Почему именно меня? - спросит Вертинский позднее.

И услышит:

Руки мне твои понравились. Тонкие, длинные, артистичные пальцы. Чувствительные. Такие не сделают больно".

"От усталости в глазах круги, и вдруг кто-то хватает Вертинского за ноги:

Пьероша, спойте мне что-нибудь.

Боже мой, вы бредите или серьезно?

Умоляю вас, спойте, я скоро умру…

Вертинский видит повязку, мокрую от крови. Опускается на край носилок и поёт "Колыбельную" на слова Бальмонта.

Утром сёстры отыскали Пьеро в груде человеческих тел. Он спал, положив голову на грудь солдата, которому "Колыбельная" облегчила переход в мир иной".

Александр Вертинский - Доченьки

На открытии в Музее Одной Улицы выставки, посвященной 120-летию со дня рождения Александра Вертинского его дочь Марианна рассказала о первом посещении артистом Киева после детских лет:

"Он написал письмо домой: "Огромные афиши с моей фамилией заклеили весь город. Ажиотаж невероятный… Если Москва была возвращением на Родину, то Киев - это возвращение в отчий дом".

Из того же письма: "Вспоминал, как семилетним мальчиком сюда водила меня Наташа (кузина, прим. М. С.), как я замирал от пения хора и как завидовал мальчикам в белых и золотых стихарях...У меня вечером концерт в том самом бывшем Соловцовском театре, где... открутил бинокль от кресла (хотел его продать - я был вечно голоден) и откуда меня с треском выгнали!"

"О Киеве отец вспоминал чуть ли не каждый день. Думал купить небольшой домик здесь, завести корову, но мама не хотела переезжать из Москвы… Отец хотел выписать старичков каких-нибудь из Киева, мужа и жену, чтобы они могли готовить вкуснятину - кровяную колбасу, окорок свиной запекали. Папа даже построил погреб, такой как был у них в Киеве, но в нем никогда ничего не лежало".

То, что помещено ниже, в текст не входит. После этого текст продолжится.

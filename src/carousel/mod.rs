// SPDX-License-Identifier: MPL-2.0
//! Radial carousel core.
//!
//! Everything here is independent of the rendering toolkit apart from a few
//! `From` conversions into Iced value types:
//!
//! - [`layout`] places `N` items evenly on a ring.
//! - [`state`] is the focus/rotation reducer.
//! - [`auto_rotate`] schedules periodic `RotateRight` events.
//! - [`observer`] delivers focus changes to subscribers.
//! - [`presentation`] and [`border`] map state and options to visuals.
//!
//! # Example
//!
//! ```
//! use iced_carousel::carousel::{CarouselItem, CarouselOptions, CarouselState, RotationEvent};
//!
//! let items = vec![
//!     CarouselItem::content("Mercury", "First planet"),
//!     CarouselItem::content("Venus", "Second planet"),
//!     CarouselItem::content("Earth", "Third planet"),
//! ];
//! let config = CarouselOptions::default().build(items)?;
//!
//! let state = CarouselState::default().apply(RotationEvent::RotateLeft, config.item_count());
//! assert_eq!(state.focus_index().get(), 2);
//! # Ok::<(), iced_carousel::error::ConfigurationError>(())
//! ```

pub mod animation;
pub mod auto_rotate;
pub mod border;
pub mod color;
pub mod item;
pub mod layout;
pub mod observer;
pub mod options;
pub mod presentation;
pub mod state;

pub use animation::RingAnimation;
pub use auto_rotate::{AutoRotateSchedule, AutoRotator};
pub use border::{border_data_uri, border_svg, BorderDecoration};
pub use color::HexColor;
pub use item::CarouselItem;
pub use layout::{compute_positions, ItemCount, RingGeometry, RingLayout, RingPoint};
pub use observer::{FocusObserver, FocusObservers, SubscriptionId};
pub use options::{
    BorderStyle, CarouselConfiguration, CarouselOptions, NavigationStyle, ShadowStyle,
};
pub use presentation::{CentralContent, CentralSlot, ItemVisual, NavigationLayout};
pub use state::{CarouselState, FocusIndex, RotationEvent};
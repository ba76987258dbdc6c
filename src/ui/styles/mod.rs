// SPDX-License-Identifier: MPL-2.0
//! Centralized styles of the carousel widgets.

pub mod button;
pub mod container;

pub use button::navigation as button_navigation;
// SPDX-License-Identifier: MPL-2.0
use iced_carousel::app::{self, Flags};
use std::path::PathBuf;
use tracing_subscriber::{layer::SubscriberExt, util::SubscriberInitExt};

const HELP: &str = "\
Radial image carousel

USAGE:
  iced_carousel [OPTIONS] [IMAGE...]

OPTIONS:
  --config-dir DIR     Read settings.toml from DIR
  --dir DIR            Show every supported image in DIR
  --auto-rotate SECS   Advance automatically every SECS seconds (0 disables)
  -h, --help           Print this help

KEYS:
  Left / Right         Rotate the carousel
  Escape               Quit
";

fn parse_flags() -> Result<Option<Flags>, pico_args::Error> {
    let mut args = pico_args::Arguments::from_env();

    if args.contains(["-h", "--help"]) {
        print!("{HELP}");
        return Ok(None);
    }

    let config_dir: Option<PathBuf> = args.opt_value_from_str("--config-dir")?;
    let directory: Option<PathBuf> = args.opt_value_from_str("--dir")?;
    let auto_rotate: Option<String> = args.opt_value_from_str("--auto-rotate")?;

    let auto_rotate_secs = auto_rotate.and_then(|value| match value.parse::<f32>() {
        Ok(secs) if secs.is_finite() && secs >= 0.0 => Some(secs),
        _ => {
            tracing::warn!(value = %value, "ignoring invalid --auto-rotate value");
            None
        }
    });

    let images = args
        .finish()
        .into_iter()
        .map(PathBuf::from)
        .collect();

    Ok(Some(Flags {
        config_dir,
        directory,
        auto_rotate_secs,
        images,
    }))
}

fn main() -> iced::Result {
    tracing_subscriber::registry()
        .with(
            tracing_subscriber::EnvFilter::try_from_default_env()
                .unwrap_or_else(|_| "info,wgpu_core=warn,wgpu_hal=warn,naga=warn".into()),
        )
        .with(tracing_subscriber::fmt::layer())
        .init();

    let flags = match parse_flags() {
        Ok(Some(flags)) => flags,
        Ok(None) => return Ok(()),
        Err(err) => {
            eprintln!("error: {err}\n\n{HELP}");
            std::process::exit(2);
        }
    };

    tracing::info!(
        images = flags.images.len(),
        directory = ?flags.directory,
        "starting carousel"
    );
    app::run(flags)
}
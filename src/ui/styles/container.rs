// SPDX-License-Identifier: MPL-2.0
//! Container styles.

use crate::carousel::ShadowStyle;
use crate::ui::design_tokens::{border, opacity, radius};
use crate::ui::theming::ColorScheme;
use iced::widget::container;
use iced::{Background, Border, Color, Theme};

/// Circular frame of a peripheral item.
///
/// The focused item gets a colored outline when a highlight color is set.
pub fn ring_item(
    shadow: ShadowStyle,
    highlight: Option<Color>,
    focused: bool,
) -> impl Fn(&Theme) -> container::Style {
    move |theme: &Theme| {
        let palette = theme.extended_palette();
        let outline = match (focused, highlight) {
            (true, Some(color)) => Border {
                color,
                width: border::WIDTH_MD,
                radius: radius::FULL.into(),
            },
            _ => Border {
                color: palette.background.strong.color,
                width: border::WIDTH_SM,
                radius: radius::FULL.into(),
            },
        };

        container::Style {
            background: Some(Background::Color(palette.background.weak.color)),
            border: outline,
            shadow: shadow.into(),
            ..Default::default()
        }
    }
}

/// Circular frame of the central focus slot.
pub fn central_slot(shadow: ShadowStyle) -> impl Fn(&Theme) -> container::Style {
    move |theme: &Theme| {
        let base = theme.extended_palette().background.base.color;

        container::Style {
            background: Some(Background::Color(Color::from_rgba(
                base.r,
                base.g,
                base.b,
                opacity::SURFACE,
            ))),
            border: Border {
                radius: radius::FULL.into(),
                ..Default::default()
            },
            shadow: shadow.into(),
            ..Default::default()
        }
    }
}

/// Window background behind the carousel.
pub fn surface(colors: &ColorScheme) -> impl Fn(&Theme) -> container::Style {
    let background = colors.surface_primary;
    move |_theme: &Theme| container::Style {
        background: Some(Background::Color(background)),
        ..Default::default()
    }
}

/// Card showing why the carousel could not be built.
pub fn error_panel(colors: &ColorScheme) -> impl Fn(&Theme) -> container::Style {
    let background = colors.surface_card;
    let accent = colors.accent;
    let text = colors.text_primary;
    move |_theme: &Theme| container::Style {
        background: Some(Background::Color(background)),
        text_color: Some(text),
        border: Border {
            color: accent,
            width: border::WIDTH_MD,
            radius: radius::MD.into(),
        },
        ..Default::default()
    }
}

#[cfg(test)]
mod tests {
    use super::*;
    use crate::carousel::HexColor;

    #[test]
    fn focused_item_gets_highlight_outline() {
        let gold: Color = HexColor::rgb(0xFF, 0xD7, 0x00).into();
        let focused = ring_item(ShadowStyle::default(), Some(gold), true)(&Theme::Light);
        let other = ring_item(ShadowStyle::default(), Some(gold), false)(&Theme::Light);

        assert_eq!(focused.border.color, gold);
        assert_eq!(focused.border.width, border::WIDTH_MD);
        assert_ne!(other.border.color, gold);
    }

    #[test]
    fn shadows_come_from_configuration() {
        let shadow = ShadowStyle::default();
        let slot = central_slot(shadow)(&Theme::Dark);
        assert_eq!(slot.shadow, iced::Shadow::from(shadow));
    }

    #[test]
    fn surfaces_follow_the_color_scheme() {
        let colors = ColorScheme::light();
        let window = surface(&colors)(&Theme::Dark);
        assert_eq!(
            window.background,
            Some(Background::Color(colors.surface_primary))
        );

        let panel = error_panel(&colors)(&Theme::Dark);
        assert_eq!(panel.border.color, colors.accent);
        assert_eq!(panel.text_color, Some(colors.text_primary));
    }
}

В интервью журналу "Вестник" №7 от 28.03.02 Марианна Вертинская говорит:



"Любовь их видели, это да. Отец, уезжая, каждый день писал маме письма - каждый Божий день! Она его боготворила, он, собственно говоря, сделал её личностью, незаурядной женщиной. Ведь она вышла за него замуж в 18 лет! Он вылепил и воспитал её, как Пигмалион Галатею. Замуж, овдовев в 34 года, мама больше не выходила, хотя предложения были - и очень хорошие. Но кого, скажите, она могла сравнить с Александром Николаевичем? Сейчас она пишет воспоминания о шестнадцати годах счастливого замужества".

Жена Лидия Вертинская
написала в книге "Синяя птица любви":

"И рядом возникает человек в элегантном черном смокинге. Вертинский! Какой он высокий! Лицо немолодое. Волосы гладко зачесаны. Профиль римского патриция! Он мгновенно окинул притихший зал и запел".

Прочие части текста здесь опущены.